Yondu was being buried by Ego. And he started thinking, reviewing his life as it was nearing its end. What could have been different? Would he have changed anything? In his head, he started a monologue:  
“There was a lot of things I never got to say. My crew…I never told them how much I appreciated them all. They stuck with me through thick and thin…well, mostly, but the mutiny was my fault really. And Stakar, I never thanked him for freeing me and turning me into the man I am today. He was like a father to me. He was always watching out to me, but I alienated him. Part of me wishes I never took the job with this maniac. But then, I wouldn’t be here. And I would never have met Quill. My life would have been so different, and I’d probably be the lesser for it. Then there’s that raccoon. That silly bugger sure can hold his own. And he’s just like me. Hopefully he’ll figure out how to soften up a bit sooner than I did. Hm, Kraglin. Where do I begin with Kraglin? He’s honestly stuck with me the longest I think. He’s kinda like a son to me or something, and he’s honestly always been my friend, though neither of us would ever admit that. I wish I had at least been a bit more friendly to him. Like I was with Quill. He is such a noble guy. And he always had my back. I saved his sorry butt from death, but he saved me from so much more. It’s a shame, I’ll probably never get the chance to tell him how much he’s meant to me all these years.” He sighed, as best he could, given the circumstances.  

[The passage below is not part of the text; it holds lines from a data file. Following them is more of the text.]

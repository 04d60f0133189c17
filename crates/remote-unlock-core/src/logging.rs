//! Logger setup for the daemon and the CLI.
//!
//! Records go to stderr as one JSON object per line, tagged with the process
//! id so several boot-time daemons can share one console capture.

use env_logger::{Builder, Env};
use log::Record;
use serde_json::{json, Value};
use std::io::Write;
use std::sync::OnceLock;

static INSTALLED: OnceLock<()> = OnceLock::new();

const FORMAT_ENV: &str = "REMOTE_UNLOCK_LOG_FORMAT";
const LEVEL_ENV: &str = "REMOTE_UNLOCK_LOG_LEVEL";

#[derive(Debug, Clone, Copy, PartialEq, Eq)]
enum LogFormat {
    Json,
    Plain,
}

impl LogFormat {
    fn parse(value: Option<&str>) -> Self {
        match value.map(str::trim) {
            Some(v) if v.eq_ignore_ascii_case("plain") || v.eq_ignore_ascii_case("text") => {
                LogFormat::Plain
            }
            _ => LogFormat::Json,
        }
    }
}

/// Install the global logger; later calls do nothing.
///
/// Filter precedence is `RUST_LOG`, then `REMOTE_UNLOCK_LOG_LEVEL`, then
/// `default_level`.
pub fn init(default_level: &str) {
    INSTALLED.get_or_init(|| {
        let level = std::env::var(LEVEL_ENV).unwrap_or_else(|_| default_level.to_owned());
        let format = LogFormat::parse(std::env::var(FORMAT_ENV).ok().as_deref());
        let mut builder = Builder::from_env(Env::default().default_filter_or(level));

        match format {
            LogFormat::Json => builder.format(|buf, record| {
                let line = json_record(&buf.timestamp().to_string(), record);
                writeln!(buf, "{line}")
            }),
            LogFormat::Plain => builder.format(|buf, record| {
                writeln!(
                    buf,
                    "{} [{}] {}: {}",
                    buf.timestamp(),
                    record.level(),
                    record.target(),
                    record.args()
                )
            }),
        };

        if let Err(err) = builder.try_init() {
            eprintln!("remote-unlock: logger already installed: {err}");
        }
    });
}

fn json_record(timestamp: &str, record: &Record<'_>) -> Value {
    json!({
        "ts": timestamp,
        "level": record.level().to_string().to_lowercase(),
        "target": record.target(),
        "pid": std::process::id(),
        "msg": record.args().to_string(),
    })
}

“Quill. Peter Quill. Just another job for the maniac. But he was so much more. The boy had been special from the moment I picked him up. Not only was he good for theivin’, but he was funny, and kind, and curious to a fault. He loved a good fight, would never be caught dead without that Walkman of his, and had some funny Terran quirks, like trying to celebrate Christmas even though no one knew what it was. He had a way of brightening the room up when he came in, and I couldn’t help smiling at least once around him. It certainly made him hard to discipline, being so damn cute and all. Yeah, I went soft for him, but who couldn’t? For a long time I tried to deny it, but the way he looked at me, I just had to accept it. He looked at me like a father. A mentor. Someone to revere and try to be like. And I bet Krag is like a brother to him, the way those two always argued but still would defend each other to the end. I can honestly say I love the boy like a son and I never told him. I was too busy keeping up the tough façade. And now here we are, because Quill was chasing after the father he thought he never had. If there was one thing I should have said…I should have told him. I should have told him what he was to me. Called him son or something. I dunno if he would like that, but at least he’d know. Now he’ll never know. And he’ll always feel like something was missing. I didn’t do a good job as a fill in dad, but at least he would know I tried. But this is how it ends. Alone in the dirt. Suffocated by the father Quill should never have needed. It’s one hell of an ironic way to go.”